For the Quarter Ending June 2023
North America
In the USA, the demand for the Butyl Glycol market slumped in the wake of low market fundamentals and rising product inventory among the significant production units. The trades of Butyl Glycol from the USA declined due to limited inventory utilization and weak trading fundamentals. In terms of stocks, with a slump in trading fundamentals, producers declined their offers to clear their inventory level. The demand for Butyl Glycol from downstream Paint and coating industries started to decline with weak cost support from the end-user industries. In the US market, the demand for Butyl Glycol declined, and cargoes were traded at declined prices. Loosening market trading activities and sufficient feedstock availability in the region capped the prices from increasing further. However, slower end-product sales and chronic cash flow problems continue to weigh on activities in the regional market this quarter. Due to the low demand for downstream industrial, commercial, and household cleaning products, the declining price trajectory of Butyl Glycol was observed.
Asia Pacific
Butyl Glycol has seen a decline in prices this quarter due to reduced prices of upstream n-Butanol and Ethylene Oxide. The demand from downstream industries has been low from domestic as well as Asian markets leading to a decline in prices. The market demand was bearish, with a slight decline in feedstock Ethylene oxide prices in the region. The production rate among the major enterprises declined to avoid stockpiles. Downstream enterprises also follow weak market fundamentals with deterred markets. Butyl Glycol's average production rate in South Korea ended on a weaker note due to sufficient supply. In terms of the trading dynamics, the export market remains affected by sufficient stocks of butyl Glycol in the Southeast Asian market. In June 2023, the price of Butyl Glycol in June declined to USD 1470/ton FOB Busan. In the Asian market, Slumping freight rates, piling stocks among the ports, and lower netbacks in the Southeast Asian market remain major factors for weak market fundamentals. With abundant supply, suppliers were giving discounts on bulk purchases to clear their inventories.
MEA
An abundant supply of Butyl Glycol in the Saudi Arabian market resulted in muted trading activities with revision in the price trend among the suppliers. The bids and premium offers of Butyl Glycol slide further, and market fundamentals remain deterred by slow market offtakes. The impact of sluggish global economic growth and further rate hike fears by global banks remain the significant reason for weak trading fundamentals. It remained difficult for Butyl Glycol suppliers and distributors to find buyers in the downstream solvent and Paint industries due to weak end-user purchasing interest and narrowing profit margins. For this quarter, Butyl Glycol prices in the Middle Eastern market are slumped with limited purchases. In Saudi Arabia, the price of Butyl Glycol during June 2023 declined to USD 1030/ton FOB in Jeddah. A slump in demand from the downstream Paint and coating industries and declining consumer spending have reduced commerce, which has declined the Butyl Glycol. Due to limited product consumption, significant manufacturing units offered discounts on bulk purchases.
Europe
In Q2 2023, the Butyl Glycol market remains sluggish due to limited trades and recession fear in the European market. As German Butyl Glycol supply was adequate and pricing pretty much flat despite deep operating rate cuts, German exporters remain skeptical about increasing the price trend for the domestic and overseas markets. The price downtrend seen in the petrochemical markets in June was mainly driven by stable-to-soft upstream crude oil costs in June, as well as subdued demand for petrochemicals caused by persistently high costs of borrowing and fears of a possible recession. The demand for Butyl Glycol from the downstream Paint and coating market also plunged, and the trades were majorly on an immediate basis. In June 2023, the price of Butyl Glycol in Germany declined to USD 1325/ton FOB Hamburg. Downstream demand destruction caused by ongoing economic woes has prompted buyers to renegotiate contractual offtakes for the remainder of the quarter. Some buyers are even considering procuring from the spot market instead to take advantage of lower prices on offer.
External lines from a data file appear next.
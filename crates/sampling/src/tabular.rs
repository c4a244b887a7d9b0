//! Delimited (CSV) analysis.

use bulkload_core::job::ParsingConfig;
use bulkload_core::preview::{FieldAccumulator, PreviewReport, SAMPLE_ROW_LIMIT};

use crate::{Analysis, Unstructured};

/// Analyze delimited text.
///
/// When `truncated` is set the text is a prefix of the file: everything
/// after the last line break is discarded as a partial record.
pub fn analyze(text: &str, config: &ParsingConfig, truncated: bool) -> Result<Analysis, Unstructured> {
    let body = if truncated {
        match text.rfind('\n') {
            Some(idx) => &text[..=idx],
            None => {
                return Err(Unstructured(
                    "No complete row found in the sampled prefix".to_string(),
                ))
            }
        }
    } else {
        text
    };

    if body.trim().is_empty() {
        return Err(Unstructured("File contains no rows".to_string()));
    }

    let delimiter = u8::try_from(config.delimiter).map_err(|_| {
        Unstructured(format!(
            "Delimiter {:?} is not a single-byte character",
            config.delimiter
        ))
    })?;

    let mut reader = csv::ReaderBuilder::new()
        .delimiter(delimiter)
        .has_headers(false)
        .flexible(true)
        .from_reader(body.as_bytes());

    let mut fields: Vec<FieldAccumulator> = Vec::new();
    let mut header_pending = config.has_header;
    let mut rows: u64 = 0;
    let mut sample_rows = Vec::new();
    let mut warning = None;
    let mut consumed = body.len();

    let mut record = csv::StringRecord::new();
    loop {
        let start = reader.position().byte() as usize;
        match reader.read_record(&mut record) {
            Ok(true) => {}
            Ok(false) => break,
            Err(err) => {
                if rows == 0 && fields.is_empty() {
                    return Err(Unstructured(format!("Could not parse delimited text: {err}")));
                }
                warning = Some(format!("Parsing stopped early: {err}"));
                consumed = start;
                break;
            }
        }

        if header_pending {
            header_pending = false;
            fields = record
                .iter()
                .enumerate()
                .map(|(i, name)| FieldAccumulator::new(column_name(name, i)))
                .collect();
            continue;
        }

        if config.skip_empty_rows && record.iter().all(|v| v.trim().is_empty()) {
            continue;
        }

        // Rows wider than the header introduce new columns that were
        // absent in every earlier row.
        while fields.len() < record.len() {
            let mut field = FieldAccumulator::new(column_name("", fields.len()));
            field.observe_missing(rows);
            fields.push(field);
        }

        for (i, field) in fields.iter_mut().enumerate() {
            field.observe(record.get(i));
        }

        if sample_rows.len() < SAMPLE_ROW_LIMIT {
            sample_rows.push(record.iter().map(str::to_string).collect());
        }
        rows += 1;
    }

    if fields.is_empty() {
        return Err(Unstructured("No columns found".to_string()));
    }

    tracing::debug!(rows, columns = fields.len(), truncated, "Analyzed delimited text");

    Ok(Analysis {
        report: PreviewReport {
            total_records: rows,
            columns: fields.into_iter().map(FieldAccumulator::finish).collect(),
            sample_rows,
            warning,
            ..Default::default()
        },
        consumed,
    })
}

fn column_name(raw: &str, index: usize) -> String {
    let trimmed = raw.trim();
    if trimmed.is_empty() {
        format!("column_{}", index + 1)
    } else {
        trimmed.to_string()
    }
}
For the Quarter Ending March 2023
North America
During the first quarter of 2023, the cost of Butyl Glycol witnessed a mixed trend in the USA market. The feedstock Ethylene Oxide remained expensive for the last two months of the quarter due to the various plants' shutdown, which affected the production of raw materials. Further, the feedstock supply began tight, and inadequate availability of the product increased the price of downstream commodities, including the Butyl Glycol market. The supply chain activities improved in the mid-quarter, which improved offtakes amid rising inflation and high-interest rates by Federal Reserve.
APAC
The price of Butyl Glycol witnessed an inclining trend throughout the first quarter of 2023. The demand for the product was improved from the downstream industries, such as paint and toiletries, in the Indian market. Further, expensive imported cargo from the Europe that was bought for the Indian market affected the price pattern in the northern direction. Along with this, inventory from Europe was reduced owing to ongoing factors. Indian traders were unable to cater to the demand from the downstream industries, which ultimately drove the cost drastically in the market. On the other hand, China followed the same price pattern and noticeably increased demand from the downstream Glycol producers throughout the first quarter.
Europe
The price trend for Butyl Glycol remained low in the European region throughout the first quarter of 2023 due to the weak cost pressure from feedstock n-butanol. The inflation and high-interest rates hampered the demand for the product from the downstream industries. Further, the manufacturers quoted offer prices due to their high availability in the market. The product price dropped, and fewer new orders from domestic and overseas markets were received. As interest rates rise, demand often drops, which might be negative for the paint and coating industry.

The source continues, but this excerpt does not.